Up to $3 million annually—that’s how much Connecticut estimates it will collect in unpaid child support, thanks to the work of Anthony Martino, a member of the Judicial Professional Employees Union, an affiliate of AFT Public Employees.

In 1999, Martino, a child support enforcement officer, discovered that lottery winners with delinquent child support bills could get the cash free and clear if they opted for a lump-sum payout. Winners selecting annuities, on the other hand, had unpaid support obligations deducted from their lottery proceeds—if the Lottery Commission notified the Department of Social Services.

“To me, it was a glaring loophole and I felt it needed to be addressed,” says Martino. “I figured there should be something in place that allowed the state to go after the lump sum.”

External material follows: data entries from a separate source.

//! Emitter trait for log output destinations
//!
//! An [`Emitter`] receives every record its [`Logger`](super::Logger)
//! dispatches. Two optional capabilities are discovered through
//! capability queries instead of downcasting:
//!
//! - [`Closeable`]: the logger calls `close` when the emitter is replaced
//!   or removed under the same registry name.
//! - [`LevelAware`]: the logger pushes new level names to it on
//!   [`Logger::reset_level`](super::Logger::reset_level).

use super::{error::Result, record::Record};

pub trait Emitter: Send + Sync {
    /// Deliver one record. `logger_name` identifies the dispatching logger.
    fn emit(&self, logger_name: &str, record: &Record) -> Result<()>;

    fn flush(&self) -> Result<()> {
        Ok(())
    }

    fn as_closeable(&self) -> Option<&dyn Closeable> {
        None
    }

    fn as_level_aware(&self) -> Option<&dyn LevelAware> {
        None
    }
}

/// Release of resources held by an emitter (file handles, channels).
///
/// Must be idempotent; the logger may close an emitter that user code
/// already closed.
pub trait Closeable {
    fn close(&self) -> Result<()>;
}

/// Emitters that filter on their own threshold.
pub trait LevelAware {
    /// Reconfigure from a level name, parsed with
    /// [`LogLevel::parse`](super::LogLevel::parse).
    fn set_level(&self, name: &str);
}
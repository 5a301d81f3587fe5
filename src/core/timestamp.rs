//! Time source and timestamp formatting
//!
//! The logger reads the current time through a [`Clock`] so that the
//! capture time of records (and the Unix seconds handed to the remote
//! forward callback) can be pinned in tests. Emitters render
//! `DateTime<Utc>` values with a [`TimestampFormat`].

use chrono::{DateTime, Utc};
use serde::{Deserialize, Serialize};

/// Source of "now" for record construction.
pub trait Clock: Send + Sync {
    fn now(&self) -> DateTime<Utc>;
}

/// Wall clock backed by [`Utc::now`].
#[derive(Debug, Clone, Copy, Default)]
pub struct SystemClock;

impl Clock for SystemClock {
    #[inline]
    fn now(&self) -> DateTime<Utc> {
        Utc::now()
    }
}

/// A clock that always reports the same instant.
#[derive(Debug, Clone, Copy)]
pub struct FixedClock(pub DateTime<Utc>);

impl Clock for FixedClock {
    fn now(&self) -> DateTime<Utc> {
        self.0
    }
}

/// Seconds since the Unix epoch, clamped into `u32`.
pub fn unix_seconds(datetime: &DateTime<Utc>) -> u32 {
    u32::try_from(datetime.timestamp().max(0)).unwrap_or(u32::MAX)
}

/// Timestamp format options for text output
///
/// # Examples
///
/// ```
/// use log_dispatch::TimestampFormat;
/// use chrono::Utc;
///
/// let rendered = TimestampFormat::Iso8601.format(&Utc::now());
/// assert!(rendered.ends_with('Z'));
/// ```
#[derive(Debug, Clone, Default, PartialEq, Eq, Serialize, Deserialize)]
pub enum TimestampFormat {
    /// `2025-01-08T10:30:45.123Z`
    #[default]
    Iso8601,

    /// `2025-01-08T10:30:45+00:00`
    Rfc3339,

    /// Unix timestamp in seconds: `1736332245`
    Unix,

    /// Unix timestamp in milliseconds: `1736332245123`
    UnixMillis,

    /// Any strftime-compatible format string
    Custom(String),
}

impl TimestampFormat {
    #[must_use]
    pub fn format(&self, datetime: &DateTime<Utc>) -> String {
        match self {
            TimestampFormat::Iso8601 => datetime.format("%Y-%m-%dT%H:%M:%S%.3fZ").to_string(),
            TimestampFormat::Rfc3339 => datetime.to_rfc3339(),
            TimestampFormat::Unix => datetime.timestamp().to_string(),
            TimestampFormat::UnixMillis => datetime.timestamp_millis().to_string(),
            TimestampFormat::Custom(format_str) => datetime.format(format_str).to_string(),
        }
    }

    /// Check if this is a Unix-based numeric format
    #[must_use]
    pub fn is_numeric(&self) -> bool {
        matches!(self, TimestampFormat::Unix | TimestampFormat::UnixMillis)
    }
}

#[cfg(test)]
mod tests {
    use super::*;
    use chrono::TimeZone;

    fn fixed_datetime() -> DateTime<Utc> {
        // 2025-01-08 10:30:45.123456 UTC
        Utc.with_ymd_and_hms(2025, 1, 8, 10, 30, 45)
            .single()
            .expect("valid datetime")
            + chrono::Duration::microseconds(123456)
    }

    #[test]
    fn test_iso8601_format() {
        let result = TimestampFormat::Iso8601.format(&fixed_datetime());
        assert_eq!(result, "2025-01-08T10:30:45.123Z");
    }

    #[test]
    fn test_rfc3339_format() {
        let result = TimestampFormat::Rfc3339.format(&fixed_datetime());
        assert!(result.starts_with("2025-01-08T10:30:45"));
        assert!(result.contains("+00:00") || result.ends_with('Z'));
    }

    #[test]
    fn test_unix_formats() {
        assert_eq!(TimestampFormat::Unix.format(&fixed_datetime()), "1736332245");
        assert_eq!(
            TimestampFormat::UnixMillis.format(&fixed_datetime()),
            "1736332245123"
        );
        assert!(TimestampFormat::Unix.is_numeric());
        assert!(!TimestampFormat::Rfc3339.is_numeric());
    }

    #[test]
    fn test_custom_format() {
        let format = TimestampFormat::Custom("%Y/%m/%d %H:%M".to_string());
        assert_eq!(format.format(&fixed_datetime()), "2025/01/08 10:30");
    }

    #[test]
    fn test_fixed_clock() {
        let clock = FixedClock(fixed_datetime());
        assert_eq!(clock.now(), fixed_datetime());
        assert_eq!(clock.now(), clock.now());
    }

    #[test]
    fn test_deserialization() {
        let format: TimestampFormat =
            serde_json::from_str(r#"{"Custom":"%Y-%m-%d"}"#).expect("deserialize Custom");
        assert_eq!(format, TimestampFormat::Custom("%Y-%m-%d".to_string()));
    }
}
//! Dispatch metrics for observability
//!
//! Counters for records dispatched, emitter failures, and the remote
//! forward path.

use std::sync::atomic::{AtomicU64, Ordering};

/// Metrics for logger observability
///
/// # Example
///
/// ```
/// use log_dispatch::LoggerMetrics;
///
/// let metrics = LoggerMetrics::new();
/// metrics.record_dispatched();
/// metrics.record_emit_failure();
///
/// assert_eq!(metrics.records_dispatched(), 1);
/// assert_eq!(metrics.emit_failures(), 1);
/// ```
#[derive(Debug)]
pub struct LoggerMetrics {
    /// Records built and fanned out
    records_dispatched: AtomicU64,

    /// Emitter calls that returned an error
    emit_failures: AtomicU64,

    /// Emitter calls that panicked
    emit_panics: AtomicU64,

    /// Remote-forward callback invocations
    forwards: AtomicU64,

    /// Forwards skipped because one was already in flight
    forwards_suppressed: AtomicU64,
}

impl LoggerMetrics {
    pub const fn new() -> Self {
        Self {
            records_dispatched: AtomicU64::new(0),
            emit_failures: AtomicU64::new(0),
            emit_panics: AtomicU64::new(0),
            forwards: AtomicU64::new(0),
            forwards_suppressed: AtomicU64::new(0),
        }
    }

    #[inline]
    pub fn records_dispatched(&self) -> u64 {
        self.records_dispatched.load(Ordering::Relaxed)
    }

    #[inline]
    pub fn emit_failures(&self) -> u64 {
        self.emit_failures.load(Ordering::Relaxed)
    }

    #[inline]
    pub fn emit_panics(&self) -> u64 {
        self.emit_panics.load(Ordering::Relaxed)
    }

    #[inline]
    pub fn forwards(&self) -> u64 {
        self.forwards.load(Ordering::Relaxed)
    }

    #[inline]
    pub fn forwards_suppressed(&self) -> u64 {
        self.forwards_suppressed.load(Ordering::Relaxed)
    }

    #[inline]
    pub fn record_dispatched(&self) -> u64 {
        self.records_dispatched.fetch_add(1, Ordering::Relaxed)
    }

    #[inline]
    pub fn record_emit_failure(&self) -> u64 {
        self.emit_failures.fetch_add(1, Ordering::Relaxed)
    }

    #[inline]
    pub fn record_emit_panic(&self) -> u64 {
        self.emit_panics.fetch_add(1, Ordering::Relaxed)
    }

    #[inline]
    pub fn record_forward(&self) -> u64 {
        self.forwards.fetch_add(1, Ordering::Relaxed)
    }

    #[inline]
    pub fn record_forward_suppressed(&self) -> u64 {
        self.forwards_suppressed.fetch_add(1, Ordering::Relaxed)
    }

    /// Reset all metrics to zero
    pub fn reset(&self) {
        self.records_dispatched.store(0, Ordering::Relaxed);
        self.emit_failures.store(0, Ordering::Relaxed);
        self.emit_panics.store(0, Ordering::Relaxed);
        self.forwards.store(0, Ordering::Relaxed);
        self.forwards_suppressed.store(0, Ordering::Relaxed);
    }
}

impl Default for LoggerMetrics {
    fn default() -> Self {
        Self::new()
    }
}

impl Clone for LoggerMetrics {
    /// Create a snapshot of the current metrics values
    fn clone(&self) -> Self {
        Self {
            records_dispatched: AtomicU64::new(self.records_dispatched()),
            emit_failures: AtomicU64::new(self.emit_failures()),
            emit_panics: AtomicU64::new(self.emit_panics()),
            forwards: AtomicU64::new(self.forwards()),
            forwards_suppressed: AtomicU64::new(self.forwards_suppressed()),
        }
    }
}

Martino worked with his state representative, J. Wayne Fox, to get a measure introduced in the Legislature in 2000—and again in 2001, 2002 and 2003. In May 2003 a bill passed, took effect in October 2003, and in March 2004, the procedure was in place under which the Lottery Commission vets all winners with jackpots in excess of $5,000 with the state’s child support division to see if they have a child support balance. “If they do, the state takes the back child support off the top,” says Martino.

Connecticut has already collected more than $600,000 in delinquent child support payments since March, Martino says, adding that there was a “$10,000 hit on the eighth day of being operational.”

“It’s not like we are going after money in a bank account,” says Martino, who has been a support enforcement officer for seven years in the lower Fairfield County office. “It’s a windfall. Many of the obligors don’t find it painful.”